17 de enero 2002 - 00:00

Punta del Este: impiden ingreso de manifestación

El gobierno uruguayo prohibió ayer a los sindicatos de izquierda realizar una manifestación y un cacerolazo en Punta del Este, previstos para el próximo día 24. Sin embargo, el Plenario Intersindical de Trabajadores (PIT-CNT) desafió anoche la postura oficial y ratificó la marcha hacia esa ciudad, buscando rodear su protesta de una mayor repercusión, por afectar a una zona turística. El gobierno de Jorge Batlle había fundamentado su determinación en la necesidad de no complicar más a los operadores turísticos, que están enfrentando una temporada particularmente difícil debido a la profundización de la crisis económica argentina.

Montevideo (de nuestra agencia) - El gobierno se enfrentó ayer con los sindicatos al no permitir que ingrese el jueves 24 de enero a Punta del Este una marcha organizada por la central sindical PIT-CNT, reclamando «un cambio en la política económica».

El ministro del Interior, Guillermo Stirling, dijo que la decisión fue adoptada la mañana de ayer, después del acuerdo con el presidente Jorge Batlle, dado que se entendió que «no era conveniente» por los perjuicios que podría provocar, en especial a los turistas y operadores.

Cacerolazo

Los sindicatos convocaron a una concentración para hoy en la capital y a realizar un cacerolazo en horas de la noche. Las autoridades del Ministerio del Interior y dirigentes del PIT-CNT, una central sindical controlada por los sectores de izquierda, se reunieron el martes para analizar esa marcha que la gremial obrera venía organizando para el 24 de enero sobre Punta del Este. Estaba previsto, además, que otros detalles de esa movilización y las medidas de seguridad que implementarán las autoridades municipales y policiales del departamento de Maldonado quedarían definidos en reuniones con el intendente Enrique Antía y el jefe de Policía, Mario San Pedro.

La preocupación del gobierno estaba centrada en que la movilización derivara en algún incidente, en especial, como reflejo de los actos de violencia que se vienen reiterando en las movilizaciones que se realizan en la Argentina.

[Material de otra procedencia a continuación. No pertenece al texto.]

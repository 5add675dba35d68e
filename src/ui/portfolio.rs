// Portfolio page rendering.
// Team introduction, member cards and the button into the quote generator.

use ratatui::{prelude::*, widgets::*};

use crate::app::App;

const ABOUT: &str = "We are a small team learning to build things for the web, one \
    feature at a time. This page introduces the people behind the project. \
    Select a member card to read more about them, or launch the quote \
    generator to pull a random quote from the internet.";

/// Draw the portfolio page and record its clickable regions.
pub fn draw_portfolio(frame: &mut Frame, app: &mut App, area: Rect) {
    let chunks = Layout::default()
        .direction(Direction::Vertical)
        .constraints([
            Constraint::Length(6), // About
            Constraint::Min(3),    // Member cards
            Constraint::Length(3), // Launch button
        ])
        .split(area);

    let about = Paragraph::new(ABOUT)
        .wrap(Wrap { trim: true })
        .scroll((app.navigator.scroll.offset, 0))
        .block(Block::default().borders(Borders::ALL).title(" About Us "));
    frame.render_widget(about, chunks[0]);

    let members_block = Block::default().borders(Borders::ALL).title(" Our Team ");
    app.hit.members = members_block.inner(chunks[1]);

    if app.roster.is_empty() {
        let empty = Paragraph::new("No members yet")
            .alignment(Alignment::Center)
            .style(Style::default().fg(Color::DarkGray))
            .block(members_block);
        frame.render_widget(empty, chunks[1]);
    } else {
        let items: Vec<ListItem> = app
            .roster
            .members()
            .iter()
            .map(|member| {
                ListItem::new(Line::from(vec![
                    Span::styled(
                        member.name.clone(),
                        Style::default()
                            .fg(Color::White)
                            .add_modifier(Modifier::BOLD),
                    ),
                    Span::styled(" · ", Style::default().fg(Color::DarkGray)),
                    Span::styled(member.role.clone(), Style::default().fg(Color::Cyan)),
                ]))
            })
            .collect();

        let list_widget = List::new(items)
            .block(members_block)
            .highlight_style(
                Style::default()
                    .bg(Color::DarkGray)
                    .add_modifier(Modifier::BOLD),
            )
            .highlight_symbol("> ");
        frame.render_stateful_widget(list_widget, chunks[1], &mut app.roster.list_state);
    }

    let launch = Paragraph::new(Line::from(vec![
        Span::styled("Launch the Quote Generator", Style::default().fg(Color::Yellow)),
        Span::styled("  (a)", Style::default().fg(Color::DarkGray)),
    ]))
    .alignment(Alignment::Center)
    .block(
        Block::default()
            .borders(Borders::ALL)
            .border_style(Style::default().fg(Color::Yellow)),
    );
    app.hit.launch_button = chunks[2];
    frame.render_widget(launch, chunks[2]);
}
// Quote panel state management.
// Tracks the fetch lifecycle and what the quote display region shows.

use chrono::{DateTime, Utc};
use tracing::{error, info};

use crate::api::Quote;
use crate::error::FetchError;

/// Text shown before any quote has been loaded.
pub const PLACEHOLDER_TEXT: &str = "Your quote will appear here";
/// Text shown in the display region after a failed fetch.
pub const UNAVAILABLE_TEXT: &str = "Could not load quote.";
/// User-facing error for every kind of fetch failure.
pub const FETCH_FAILED_MESSAGE: &str =
    "Could not fetch quote. Please check your internet connection and try again.";

/// Loading state for async data.
#[derive(Debug, Clone, Default, PartialEq, Eq)]
pub enum LoadingState<T> {
    #[default]
    Idle,
    Loading,
    Loaded(T),
    Failed(String),
}

impl<T> LoadingState<T> {
    pub fn is_loading(&self) -> bool {
        matches!(self, LoadingState::Loading)
    }

    pub fn is_loaded(&self) -> bool {
        matches!(self, LoadingState::Loaded(_))
    }

    pub fn data(&self) -> Option<&T> {
        match self {
            LoadingState::Loaded(data) => Some(data),
            _ => None,
        }
    }
}

/// Content of the quote display region.
#[derive(Debug, Clone, Default, PartialEq, Eq)]
pub enum QuoteDisplay {
    #[default]
    Placeholder,
    Quote(Quote),
    Unavailable,
}

impl QuoteDisplay {
    pub fn is_placeholder(&self) -> bool {
        matches!(self, QuoteDisplay::Placeholder)
    }
}

/// State of the quote generator widget.
#[derive(Debug, Clone, Default)]
pub struct QuotePanel {
    /// Fetch lifecycle.
    pub status: LoadingState<Quote>,
    /// What the display region shows when it is visible.
    pub display: QuoteDisplay,
    /// When the currently displayed quote arrived.
    pub fetched_at: Option<DateTime<Utc>>,
}

impl QuotePanel {
    pub fn new() -> Self {
        Self::default()
    }

    /// Enter the loading state. Returns false if a fetch is already in flight,
    /// in which case nothing changes and no new request should be issued.
    pub fn begin(&mut self) -> bool {
        if self.status.is_loading() {
            return false;
        }
        self.status = LoadingState::Loading;
        true
    }

    /// Apply the outcome of a fetch. The spinner is always hidden afterwards.
    pub fn settle(&mut self, outcome: Result<Quote, FetchError>) {
        match outcome {
            Ok(quote) => {
                info!(author = %quote.author, "quote loaded");
                self.display = QuoteDisplay::Quote(quote.clone());
                self.fetched_at = Some(Utc::now());
                self.status = LoadingState::Loaded(quote);
            }
            Err(err) => {
                error!(error = %err, "quote fetch failed");
                self.display = QuoteDisplay::Unavailable;
                self.fetched_at = None;
                self.status = LoadingState::Failed(FETCH_FAILED_MESSAGE.to_string());
            }
        }
    }

    pub fn is_spinner_visible(&self) -> bool {
        self.status.is_loading()
    }

    pub fn is_display_visible(&self) -> bool {
        !self.status.is_loading()
    }

    /// Error text under the display region, if any.
    pub fn error_message(&self) -> Option<&str> {
        match &self.status {
            LoadingState::Failed(message) => Some(message.as_str()),
            _ => None,
        }
    }
}
// View bar rendering.
// Shows which of the two pages is active.

use ratatui::{prelude::*, widgets::*};

use crate::app::App;
use crate::state::View;

/// Draw the view bar at the top of the screen.
pub fn draw_tabs(frame: &mut Frame, app: &App, area: Rect) {
    let views = [View::Portfolio, View::App];
    let active = app.navigator.current();

    let titles: Vec<Line> = views
        .iter()
        .map(|view| {
            let style = if *view == active {
                Style::default()
                    .fg(Color::Yellow)
                    .add_modifier(Modifier::BOLD)
            } else {
                Style::default().fg(Color::White)
            };
            Line::from(Span::styled(view.title(), style))
        })
        .collect();

    let selected_index = views.iter().position(|v| *v == active).unwrap_or(0);

    let tabs_widget = Tabs::new(titles)
        .block(
            Block::default()
                .borders(Borders::BOTTOM)
                .border_style(Style::default().fg(Color::DarkGray))
                .title(" The Quote Collective ")
                .title_style(
                    Style::default()
                        .fg(Color::Cyan)
                        .add_modifier(Modifier::BOLD),
                ),
        )
        .select(selected_index)
        .highlight_style(Style::default().fg(Color::Yellow))
        .divider(Span::raw(" │ "));

    frame.render_widget(tabs_widget, area);
}
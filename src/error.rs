// Error types for the quote collective.
// Splits quote-fetch failures from configuration and startup errors.

use std::path::PathBuf;

use reqwest::StatusCode;
use thiserror::Error;

/// Failure of a single quote request.
#[derive(Error, Debug)]
pub enum FetchError {
    #[error("Network error: {0}")]
    Network(#[from] reqwest::Error),

    #[error("Network response was not ok. Status: {0}")]
    Http(StatusCode),

    #[error("Malformed quote payload: {0}")]
    Decode(#[from] serde_json::Error),

    #[error("Quote request was interrupted before it settled")]
    Interrupted,
}

#[derive(Error, Debug)]
pub enum CollectiveError {
    #[error(transparent)]
    Fetch(#[from] FetchError),

    #[error("Member record is missing required field `{0}`")]
    MissingMemberField(&'static str),

    #[error("Invalid API URL: {0}")]
    InvalidUrl(String),

    #[error("Config error in {}: {source}", .path.display())]
    Config {
        path: PathBuf,
        source: toml::de::Error,
    },

    #[error("IO error: {0}")]
    Io(#[from] std::io::Error),

    #[error("{0}")]
    Other(String),
}

pub type Result<T> = std::result::Result<T, CollectiveError>;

Stirling había adelantado el martes que se procuraba «compatibilizar por un lado, el derecho que tienen los gremios a expresarse, y por el otro, garantizar a los ciudadanos su libre actividad en los balnearios, sobre todo en uno tan particular como Punta del Este». Recordó que los ministros de Trabajo, Alvaro Alonso; y de Turismo, Alfonso Varela, ya adelantaron «las consecuencias negativas de esta marcha» y que esos comentarios debían ser tomados «como una expresión de lo que piensa el gobierno». «Esta marcha no les aporta al balneario ni al país algo positivo, pero están en su legítimo derecho de hacerla», afirmó Stirling. En Punta del Este, en tanto, autoridades, empresarios y operadores turísticos también se pronunciaron en contra de la marcha, señalando que «a los serios problemas que ya enfrenta la temporada se agrega ahora esta movilización para ahuyentar a los turistas».

Los dirigentes sindicales, por su parte, insistieron ante el gobierno en que no se derivaría a incidentes violentos, que la marcha sería «en calma» y que se dejarían de lado «las consignas políticas». El gobierno, tras evaluar por un lado los derechos de los trabajadores a expresarse y, por el otro, de los turistas al descanso y de los operadores a desarrollar su actividad sin interferencias, resolvió finalmente permitir que la marcha se realice hasta la ciudad de Maldonado, pero sin permitir el ingreso en Punta del Este. La central sindical se reunió ayer para analizar la decisión oficial y dio a conocer una declaración de repudio, en la que señalan que se «han recortado los derechos y las garantías», y que mantienen la marcha hacia Punta del Este y convocan para hoy a una movilización en la Plaza de Cagancha, en el centro de Montevideo, y a un «caceroleo» en horas de la noche.